Dr Joshua Funder, chief executive of reverse mortgage provider Household Capital, said there was a growing awareness of the product, which people saw as a way to maintain or increase their income in the difficult economic climate.

Rising interest rates and falling house prices mean reverse mortgages – which have higher interest rates than normal home loans – will erode a borrower’s equity faster than otherwise.

But Funder said customers were being cautious in how much they borrowed, saying some might draw down an extra $1000 a month to help cover rising costs.

“We’re seeing people be very careful about meeting their non-discretionary needs and cost-of-living increases and leaving themselves home equity that will be available in the future to meet their needs regardless of interest rates and home prices,” Funder said.

He cited “increased debt consolidation and cost-of-living requests” as a key driver, alongside demand from retirees using the money for “modest lifestyle spending” such as on holidays or new cars, following an end to COVID-19 lockdowns.

It also said the federal government’s Home Equity Access Scheme, which provides limited reverse mortgages, had raised awareness.
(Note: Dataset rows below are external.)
//! Standalone check that the artwork registry contract is deployed
//!
//! Queries the bytecode at the configured address and reports the outcome
//! on the console. Exits non-zero when nothing is deployed or the network
//! is unreachable.

use std::process::ExitCode;
use zenart::config::RegistryConfig;
use zenart::verify::{check_deployment, DeploymentStatus};

#[tokio::main]
async fn main() -> ExitCode {
    env_logger::init();

    let config = RegistryConfig::default();
    match check_deployment(&config.rpc_url, &config.contract_address).await {
        Ok(DeploymentStatus::Deployed) => {
            println!("Contract is deployed at: {}", config.contract_address);
            ExitCode::SUCCESS
        }
        Ok(DeploymentStatus::NotDeployed) => {
            eprintln!(
                "No contract deployed at {} (chain {})",
                config.contract_address, config.chain_id
            );
            ExitCode::FAILURE
        }
        Err(err) => {
            eprintln!("RPC or network error: {err}");
            ExitCode::FAILURE
        }
    }
}
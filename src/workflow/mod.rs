//! Transaction workflow
//!
//! The state machine at the heart of the client: network guard, fee fetch,
//! pre-flight simulation, submission, confirmation wait and store resync,
//! in that order. Stateless between invocations; nothing is retried, every
//! failure is surfaced and requires a new user-initiated attempt.

use crate::chain;
use crate::config::{RegistryConfig, TOKEN_SYMBOL};
use crate::error::RegistryError;
use crate::gateway::{RegisterForm, RegistryClient, TxHandle};
use crate::store::ArtworkStore;
use crate::wallet::WalletSession;
use alloy::primitives::utils::format_ether;
use std::sync::Arc;
use std::time::Duration;
use tokio::sync::watch;

/// Sink for human-readable status and error strings
///
/// Consumed by an external presentation layer; the default implementation
/// forwards to the `log` macros.
pub trait StatusReporter: Send + Sync {
    fn report(&self, status: &str);

    fn report_error(&self, error: &RegistryError) {
        self.report(&format!("Error: {error}"));
    }
}

/// StatusReporter backed by the `log` macros
#[derive(Debug, Default, Clone, Copy)]
pub struct LogReporter;

impl StatusReporter for LogReporter {
    fn report(&self, status: &str) {
        log::info!("{status}");
    }

    fn report_error(&self, error: &RegistryError) {
        log::error!("{error}");
    }
}

/// Observable workflow state
///
/// `Failed` is reachable from every state between `Validating` and
/// `Syncing`; the machine always returns to `Idle` afterwards.
#[derive(Debug, Clone, PartialEq, Eq)]
pub enum WorkflowState {
    Idle,
    Validating,
    FeeFetch,
    Simulate,
    Submit,
    Confirm,
    Syncing,
    Failed(RegistryError),
}

/// Orchestrates register and like transactions
///
/// No mutual exclusion: concurrent invocations proceed independently and
/// both trigger a resync; the last resync to complete wins.
pub struct TransactionWorkflow {
    client: Arc<dyn RegistryClient>,
    store: Arc<ArtworkStore>,
    reporter: Arc<dyn StatusReporter>,
    state: watch::Sender<WorkflowState>,
    required_chain_id: u64,
    confirm_timeout: Option<Duration>,
}

impl TransactionWorkflow {
    pub fn new(
        client: Arc<dyn RegistryClient>,
        store: Arc<ArtworkStore>,
        reporter: Arc<dyn StatusReporter>,
        config: &RegistryConfig,
    ) -> Self {
        let (state, _) = watch::channel(WorkflowState::Idle);
        Self {
            client,
            store,
            reporter,
            state,
            required_chain_id: config.chain_id,
            confirm_timeout: config.confirm_timeout(),
        }
    }

    /// Observe state transitions
    pub fn subscribe(&self) -> watch::Receiver<WorkflowState> {
        self.state.subscribe()
    }

    /// Register a new artwork
    pub async fn register(
        &self,
        session: Option<&WalletSession>,
        form: &RegisterForm,
    ) -> Result<(), RegistryError> {
        let outcome = self.run_register(session, form).await;
        self.finish(outcome)
    }

    /// Like the artwork with the given id
    pub async fn like(
        &self,
        session: Option<&WalletSession>,
        id: u64,
    ) -> Result<(), RegistryError> {
        let outcome = self.run_like(session, id).await;
        self.finish(outcome)
    }

    async fn run_register(
        &self,
        session: Option<&WalletSession>,
        form: &RegisterForm,
    ) -> Result<(), RegistryError> {
        self.validate(session)?;
        form.validate()?;

        self.enter(WorkflowState::FeeFetch);
        let fee = self.client.registration_fee().await?;
        self.reporter
            .report(&format!("Registration fee: {} {TOKEN_SYMBOL}", format_ether(fee)));

        self.enter(WorkflowState::Simulate);
        self.client.simulate_register(form, fee).await?;

        self.enter(WorkflowState::Submit);
        let tx = self.client.submit_register(form, fee).await?;

        self.enter(WorkflowState::Confirm);
        self.confirm(tx).await?;
        self.reporter.report("Artwork registered successfully");

        self.resync().await;
        Ok(())
    }

    async fn run_like(
        &self,
        session: Option<&WalletSession>,
        id: u64,
    ) -> Result<(), RegistryError> {
        self.validate(session)?;

        self.enter(WorkflowState::FeeFetch);
        let fee = self.client.like_fee().await?;

        self.enter(WorkflowState::Simulate);
        self.client.simulate_like(id, fee).await?;

        self.enter(WorkflowState::Submit);
        let tx = self.client.submit_like(id, fee).await?;

        self.enter(WorkflowState::Confirm);
        self.confirm(tx).await?;
        self.reporter.report("Artwork liked successfully");

        self.resync().await;
        Ok(())
    }

    /// Session and network checks; no network call happens before these pass
    fn validate(&self, session: Option<&WalletSession>) -> Result<(), RegistryError> {
        self.enter(WorkflowState::Validating);
        let session = session.ok_or(RegistryError::NotConnected)?;
        chain::require_network(session.connected_chain_id, self.required_chain_id)
    }

    async fn confirm(&self, tx: TxHandle) -> Result<(), RegistryError> {
        match self.confirm_timeout {
            None => self.client.confirm(tx).await,
            Some(limit) => match tokio::time::timeout(limit, self.client.confirm(tx)).await {
                Ok(outcome) => outcome,
                Err(_) => Err(RegistryError::ConfirmationTimeout {
                    secs: limit.as_secs(),
                }),
            },
        }
    }

    /// Refresh the local view after a confirmed write
    ///
    /// A failure here is reported but does not roll back the write; the
    /// on-chain state already changed, only the local view is stale.
    async fn resync(&self) {
        self.enter(WorkflowState::Syncing);
        if let Err(err) = self.store.sync(self.client.as_ref()).await {
            self.reporter.report_error(&err);
            self.enter(WorkflowState::Failed(err));
        }
    }

    fn finish(&self, outcome: Result<(), RegistryError>) -> Result<(), RegistryError> {
        if let Err(err) = &outcome {
            self.reporter.report_error(err);
            self.enter(WorkflowState::Failed(err.clone()));
        }
        self.enter(WorkflowState::Idle);
        outcome
    }

    fn enter(&self, next: WorkflowState) {
        self.state.send_replace(next);
    }
}
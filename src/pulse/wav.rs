//! WAV rendering of the pulse train
//!
//! Renders line levels as 16-bit mono PCM, so a program can be loaded into a real
//! ZX81 (or an emulator) from any audio player.

use super::line::OutputLine;
use super::{ClockDivider, Level};
use crate::{K7Error, PlayerConfig, Result};
use hound::{SampleFormat, WavSpec, WavWriter};
use std::fs::File;
use std::io::BufWriter;
use std::path::Path;

/// Sample value for a high line
const HIGH_SAMPLE: i16 = 24_000;
/// Sample value for a low line
const LOW_SAMPLE: i16 = 0;

/// Output line writing a WAV file
pub struct WavOutputLine {
    writer: Option<WavWriter<BufWriter<File>>>,
    samples_per_tick: f64,
    /// Exact sample position the rendered levels have reached
    position: f64,
    written: u64,
}

impl WavOutputLine {
    /// Create the WAV file, using the configured sample rate and clock divider
    pub fn create<P: AsRef<Path>>(path: P, config: &PlayerConfig) -> Result<Self> {
        let divider = ClockDivider::new(config.system_clock_hz, config.tick_hz)?;
        let spec = WavSpec {
            channels: 1,
            sample_rate: config.wav_sample_rate,
            bits_per_sample: 16,
            sample_format: SampleFormat::Int,
        };
        let writer = WavWriter::create(path.as_ref(), spec).map_err(|e| {
            K7Error::OutputError(format!(
                "Failed to create WAV file '{}': {}",
                path.as_ref().display(),
                e
            ))
        })?;

        Ok(WavOutputLine {
            writer: Some(writer),
            samples_per_tick: config.wav_sample_rate as f64 / divider.tick_hz(),
            position: 0.0,
            written: 0,
        })
    }

    /// Samples written so far
    pub fn samples_written(&self) -> u64 {
        self.written
    }
}

impl OutputLine for WavOutputLine {
    fn emit(&mut self, level: Level, ticks: u32) -> Result<()> {
        let writer = self
            .writer
            .as_mut()
            .ok_or_else(|| K7Error::OutputError("WAV file already finalized".into()))?;

        self.position += ticks as f64 * self.samples_per_tick;
        let target = self.position.round() as u64;
        let sample = match level {
            Level::High => HIGH_SAMPLE,
            Level::Low => LOW_SAMPLE,
        };
        while self.written < target {
            writer
                .write_sample(sample)
                .map_err(|e| K7Error::OutputError(format!("WAV write error: {e}")))?;
            self.written += 1;
        }
        Ok(())
    }

    fn finish(&mut self) -> Result<()> {
        if let Some(writer) = self.writer.take() {
            writer
                .finalize()
                .map_err(|e| K7Error::OutputError(format!("WAV finalize error: {e}")))?;
        }
        Ok(())
    }
}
As older Australians can get a voluntary non-taxable loan from the Australian government. Which by using the equity in Australian real estate as security for the loan, are able to access extra funds.

Jarden analyst Grant Lowe said Australia’s reverse mortgage market had most likely been growing because of a “demographic tailwind” and the federal government’s involvement in the sector.

If the correct loan structure is obtained, a reverse mortgage provides a way of remaining in the family home instead of selling it to raise funds to live off. For many people, this is an enormous benefit and can relieve some of the pressures that the rising cost of living has provided.